La storia (vera) riferisce di un fanciullo che nel 1828 comparve all’improvviso in una piazza di Norimberga. Era Kaspar Hauser, il quale aveva passato gli ultimi dodici anni della sua vita in una cella buia, incatenato al pavimento e in totale isolamento. Divenne oggetto di studi e riuscì a raccontare la sua vita grazie all’aiuto di medici e insegnanti, ma a distanza di pochi anni dal suo ritrovamento fu ucciso da un uomo misterioso. Ancora oggi non si è certi se sia stato frutto di un esperimento, se sia sopravvissuto a spietati intrighi dinastici, se sia un impostore, un re, oppure un santo.
Causa blocchi cinematografici italiani (spiegazione volutamente inconsistente) che ostacolano il volo dei non (ancora) eletti, Davide Manuli ha dovuto combattere cinque anni prima di portare al cinema La (sua) leggenda di Kaspar Hauser. Il risultato è un’opera che seduce con le immagini e usa dialoghi irrazionali per raccontare una storia ai confini della realtà.
Il “Beket” che Manuli aveva diretto nel 2008 (premio della Critica Indipendente a Locarno) si svela oggi come il primo tempo di Kaspar Hauser. Un passaggio di testimone con cui il regista supera l’assurdità dell’esistenza e arriva all’incomunicabilità moderna.
Il film è una rilettura surreale, spirituale e minimalista di un archetipo. Non è il mito che interessa al regista, ma la relazione, in chiave poetica, tra Kaspar e la società, tra l’apparente matto e i così detti normali. Hauser arriva dal mare e Manuli lo inserisce in una dimensione atemporale e desertica, dove abitano personaggi enigmatici (il Drago, il Prete, la Veggente, la Duchessa). A prendersi cura di lui non sono medici, professori e uomini d’affari, ma uno sceriffo dipendente dall’eroina che gli insegna il mestiere di Dj. Hauser è un burattino nelle mani di una Duchessa che lo beffeggia, ma non c’è alcun laboratorio di studio, il ragazzo è libero, sotto la luce, nella musica, tra la sabbia e nel vento, incatenato solo momentaneamente alla terra. Il punto di vista del regista è quello di Rudolf Steiner e si legge dappertutto alla maniera di una metafora ermetica: forse fu una divinità, niente di più e niente di meno.
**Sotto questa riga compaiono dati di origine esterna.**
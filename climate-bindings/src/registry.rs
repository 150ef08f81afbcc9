use crate::{
    error::{BindingError, Result},
    graph::BindingGraph,
    session::{Session, SessionId},
    slot::OutputId,
};
use climate_views::View;
use std::{
    collections::HashMap,
    sync::{Arc, Mutex, PoisonError, RwLock},
};

/// Sessions keyed by id over one shared graph and one shared data set.
///
/// The graph and data are immutable and shared behind `Arc`. Each session
/// sits behind its own lock, so selections in different sessions never
/// contend and never see each other's filter values.
pub struct SessionRegistry<D> {
    graph: Arc<BindingGraph<D>>,
    data: Arc<D>,
    sessions: RwLock<HashMap<SessionId, Arc<Mutex<Session>>>>,
}

impl<D> SessionRegistry<D> {
    pub fn new(graph: BindingGraph<D>, data: D) -> Self {
        SessionRegistry {
            graph: Arc::new(graph),
            data: Arc::new(data),
            sessions: RwLock::new(HashMap::new()),
        }
    }

    pub fn graph(&self) -> &Arc<BindingGraph<D>> {
        &self.graph
    }

    pub fn data(&self) -> &Arc<D> {
        &self.data
    }

    /// Open (or reopen) a session with every slot rendered from defaults.
    pub fn open(&self, id: impl Into<SessionId>) -> SessionId {
        let id = id.into();
        let session = Session::open(id.clone(), &*self.graph, &*self.data);
        let replaced = self
            .sessions
            .write()
            .unwrap_or_else(PoisonError::into_inner)
            .insert(id.clone(), Arc::new(Mutex::new(session)));
        if replaced.is_some() {
            log::info!("session {} reopened", id);
        } else {
            log::info!("session {} opened", id);
        }
        id
    }

    pub fn close(&self, id: &SessionId) -> bool {
        self.sessions
            .write()
            .unwrap_or_else(PoisonError::into_inner)
            .remove(id)
            .is_some()
    }

    pub fn len(&self) -> usize {
        self.sessions
            .read()
            .unwrap_or_else(PoisonError::into_inner)
            .len()
    }

    pub fn is_empty(&self) -> bool {
        self.len() == 0
    }

    /// Handle to one session's lock.
    pub fn session(&self, id: &SessionId) -> Result<Arc<Mutex<Session>>> {
        self.sessions
            .read()
            .unwrap_or_else(PoisonError::into_inner)
            .get(id)
            .cloned()
            .ok_or_else(|| BindingError::UnknownSession(id.clone()))
    }

    fn with_session<T>(&self, id: &SessionId, f: impl FnOnce(&mut Session) -> T) -> Result<T> {
        let session = self.session(id)?;
        let mut guard = session.lock().unwrap_or_else(PoisonError::into_inner);
        Ok(f(&mut guard))
    }

    /// Change one selector in one session. Returns the recomputed slots.
    pub fn select(&self, id: &SessionId, input: &str, value: &str) -> Result<Vec<OutputId>> {
        self.with_session(id, |s| s.select(&*self.graph, &*self.data, input, value))?
    }

    pub fn refresh(&self, id: &SessionId, output: &str) -> Result<Arc<View>> {
        self.with_session(id, |s| s.refresh(&*self.graph, &*self.data, output))?
    }

    /// The rendered view of one slot.
    pub fn view(&self, id: &SessionId, output: &str) -> Result<Arc<View>> {
        let output = self
            .graph
            .output_named(output)
            .ok_or_else(|| BindingError::UnknownOutput(output.to_string()))?;
        self.with_session(id, |s| s.view(output).cloned())?
            .ok_or(BindingError::NotRendered(output))
    }

    /// Current value of one selector.
    pub fn filter(&self, id: &SessionId, input: &str) -> Result<String> {
        let input_id = self
            .graph
            .input_named(input)
            .ok_or_else(|| BindingError::UnknownInput(input.to_string()))?;
        self.with_session(id, |s| s.filter(input_id).unwrap_or_default().to_string())
    }
}
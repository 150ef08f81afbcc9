//! The immutable dataset store.
//!
//! Four datasets are loaded once at startup and never mutated afterwards, so a
//! store can be shared across every session behind an `Arc` without locking.
//!
//! # Files
//!
//! - `climate_final.csv`: observations feeding the world map snapshot
//! - `df_temp.csv`: observations feeding the monthly aggregates and line series
//! - `df_monthly_avg.csv`: month x city average temperatures (wide)
//! - `df_monthly_final.csv`: per month and city aggregates, also the download

use crate::{
    error::{DatasetError, Result},
    observation::ObservationRow,
    table::Table,
};
use std::{fs, path::Path};

pub const CLIMATE_FILE: &str = "climate_final.csv";
pub const TEMPERATURE_FILE: &str = "df_temp.csv";
pub const MONTHLY_AVG_FILE: &str = "df_monthly_avg.csv";
pub const MONTHLY_FINAL_FILE: &str = "df_monthly_final.csv";

/// The four loaded datasets.
#[derive(Debug, Clone, PartialEq)]
pub struct DatasetStore {
    climate: Vec<ObservationRow>,
    temperatures: Vec<ObservationRow>,
    monthly_avg: Table,
    monthly_final: Table,
}

impl DatasetStore {
    /// Build the store from the four CSV payloads. Every dataset must be non-empty.
    pub fn from_csv(
        climate_csv: &str,
        temperature_csv: &str,
        monthly_avg_csv: &str,
        monthly_final_csv: &str,
    ) -> Result<DatasetStore> {
        let climate = ObservationRow::parse_csv(CLIMATE_FILE, climate_csv)?;
        let temperatures = ObservationRow::parse_csv(TEMPERATURE_FILE, temperature_csv)?;
        let monthly_avg = Table::from_csv(MONTHLY_AVG_FILE, monthly_avg_csv)?;
        let monthly_final = Table::from_csv(MONTHLY_FINAL_FILE, monthly_final_csv)?;

        if climate.is_empty() {
            return Err(DatasetError::EmptyDataset(CLIMATE_FILE));
        }
        if temperatures.is_empty() {
            return Err(DatasetError::EmptyDataset(TEMPERATURE_FILE));
        }
        if monthly_avg.is_empty() {
            return Err(DatasetError::EmptyDataset(MONTHLY_AVG_FILE));
        }
        if monthly_final.is_empty() {
            return Err(DatasetError::EmptyDataset(MONTHLY_FINAL_FILE));
        }

        Ok(DatasetStore {
            climate,
            temperatures,
            monthly_avg,
            monthly_final,
        })
    }

    /// Read the four files from a directory.
    pub fn load_dir(dir: impl AsRef<Path>) -> Result<DatasetStore> {
        let dir = dir.as_ref();
        log::info!("loading datasets from {}", dir.display());
        let read = |name: &str| fs::read_to_string(dir.join(name));
        DatasetStore::from_csv(
            &read(CLIMATE_FILE)?,
            &read(TEMPERATURE_FILE)?,
            &read(MONTHLY_AVG_FILE)?,
            &read(MONTHLY_FINAL_FILE)?,
        )
    }

    pub fn climate(&self) -> &[ObservationRow] {
        &self.climate
    }

    pub fn temperatures(&self) -> &[ObservationRow] {
        &self.temperatures
    }

    pub fn monthly_avg(&self) -> &Table {
        &self.monthly_avg
    }

    pub fn monthly_final(&self) -> &Table {
        &self.monthly_final
    }
}

#[cfg(test)]
mod tests {
    use super::*;
    use crate::city::City;

    const OBS: &str = "date,city,country,avgtemp_c,maxtemp_c,mintemp_c,month,month_num\n\
        2023-02-14,Madrid,Spain,8.1,13.2,4.0,Feb,2\n";
    const OBS_EMPTY: &str = "date,city,country,avgtemp_c,maxtemp_c,mintemp_c,month,month_num\n";
    const AVG: &str = "month,month_num,Berlin\nFeb,2,1.9\n";
    const FINAL: &str = "month,month_num,city,avgtemp_c\nFeb,2,Berlin,1.9\n";

    #[test]
    fn builds_from_csv_payloads() {
        let store = DatasetStore::from_csv(OBS, OBS, AVG, FINAL).unwrap();
        assert_eq!(store.climate().len(), 1);
        assert_eq!(store.temperatures()[0].city, City::Madrid);
        assert_eq!(store.monthly_avg().columns().len(), 3);
        assert_eq!(store.monthly_final().len(), 1);
    }

    #[test]
    fn empty_dataset_is_rejected() {
        let err = DatasetStore::from_csv(OBS, OBS_EMPTY, AVG, FINAL).unwrap_err();
        assert!(matches!(err, DatasetError::EmptyDataset(TEMPERATURE_FILE)));
    }

    #[test]
    fn loads_the_fixture_directory() {
        let dir = Path::new(env!("CARGO_MANIFEST_DIR")).join("../fixtures");
        let store = DatasetStore::load_dir(dir).unwrap();
        assert!(!store.temperatures().is_empty());
        assert_eq!(store.monthly_avg().len(), 12);
        assert_eq!(store.monthly_final().len(), 48);
    }

    #[test]
    fn missing_directory_is_an_io_error() {
        let err = DatasetStore::load_dir("/definitely/not/here").unwrap_err();
        assert!(matches!(err, DatasetError::Io(_)));
    }
}
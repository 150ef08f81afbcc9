//! Error banner bound to `AppState::error_msg`.

use crate::state::AppState;
use dioxus::prelude::*;

/// Shows the current error, if any, with a button that clears it.
#[component]
pub fn ErrorDisplay() -> Element {
    let mut state = use_context::<AppState>();
    let Some(message) = state.error_msg.read().clone() else {
        return rsx! {};
    };

    rsx! {
        div {
            style: "padding: 12px 16px; margin: 8px 0; background: #FFEBEE; color: #C62828; border-radius: 4px; border: 1px solid #EF9A9A; display: flex; justify-content: space-between;",
            span {
                strong { "Error: " }
                "{message}"
            }
            button {
                style: "border: none; background: none; color: #C62828; cursor: pointer;",
                onclick: move |_| state.error_msg.set(None),
                "dismiss"
            }
        }
    }
}
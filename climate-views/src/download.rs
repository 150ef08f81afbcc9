//! The monthly aggregate export.

use climate_obs::{error::Result, Table};

/// A (filename, content) pair handed to the browser or written to disk.
#[derive(Debug, Clone, PartialEq, Eq)]
pub struct Download {
    pub filename: String,
    /// Comma-separated text with a header row
    pub content: Vec<u8>,
}

impl Download {
    /// Serialize an already-loaded table. The table is never re-read from disk.
    pub fn from_table(filename: &str, table: &Table) -> Result<Download> {
        Ok(Download {
            filename: filename.to_string(),
            content: table.to_csv()?,
        })
    }

    pub fn content_str(&self) -> &str {
        // content is produced by the csv writer from UTF-8 cells
        std::str::from_utf8(&self.content).unwrap_or_default()
    }
}
//! Download action for the monthly aggregate table.

use crate::{js_bridge, state::AppState};
use dioxus::prelude::*;

/// Button that saves the monthly table as CSV. The payload was serialized
/// when the data loaded, so a click never recomputes anything.
#[component]
pub fn DownloadButton() -> Element {
    let mut state = use_context::<AppState>();

    let on_click = move |_: Event<MouseData>| {
        let Some((registry, _)) = state.active() else {
            return;
        };
        let download = registry.data().download();
        log::info!("downloading {} ({} bytes)", download.filename, download.content.len());
        if let Err(e) = js_bridge::download_file(download) {
            log::error!("download failed: {:?}", e);
            state
                .error_msg
                .set(Some(format!("Could not download {}", download.filename)));
        }
    };

    rsx! {
        button {
            style: "margin: 8px 0; padding: 6px 12px; cursor: pointer;",
            onclick: on_click,
            "Download CSV"
        }
    }
}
La narrazione appare come una sequenza di parti teatrali, nella quale i sottotitoli all’interno del film (ri)creano un’opera che inizia e finisce sullo stesso palcoscenico, con tanto di plauso (meritato) all’etoile. Manuli riscopre (come in Beket) una Sardegna in bianco e nero, regala paesaggi desolati e aridi che completano un delicato delirio artistico, gira tutto in ottiche larghe e in esterni straordinari. Affida al corpo di Silvia Calderoni il linguaggio di Kaspar e raccoglie il nucleo della storia in un acuto quanto sconfinato monologo di Giuseppe Genna, interpretato da un bravissimo Fabrizio Gifuni. Infine, sempre qui, dentro all’enigma e al mistero, inserisce un battito cardiaco, una seconda voce: la musica vibrante, energetica e travolgente firmata Vitalic, che assorbe tutto e affranca i buoni, fino al paradiso ..di chi (e per chi) ha un’anima elettronica.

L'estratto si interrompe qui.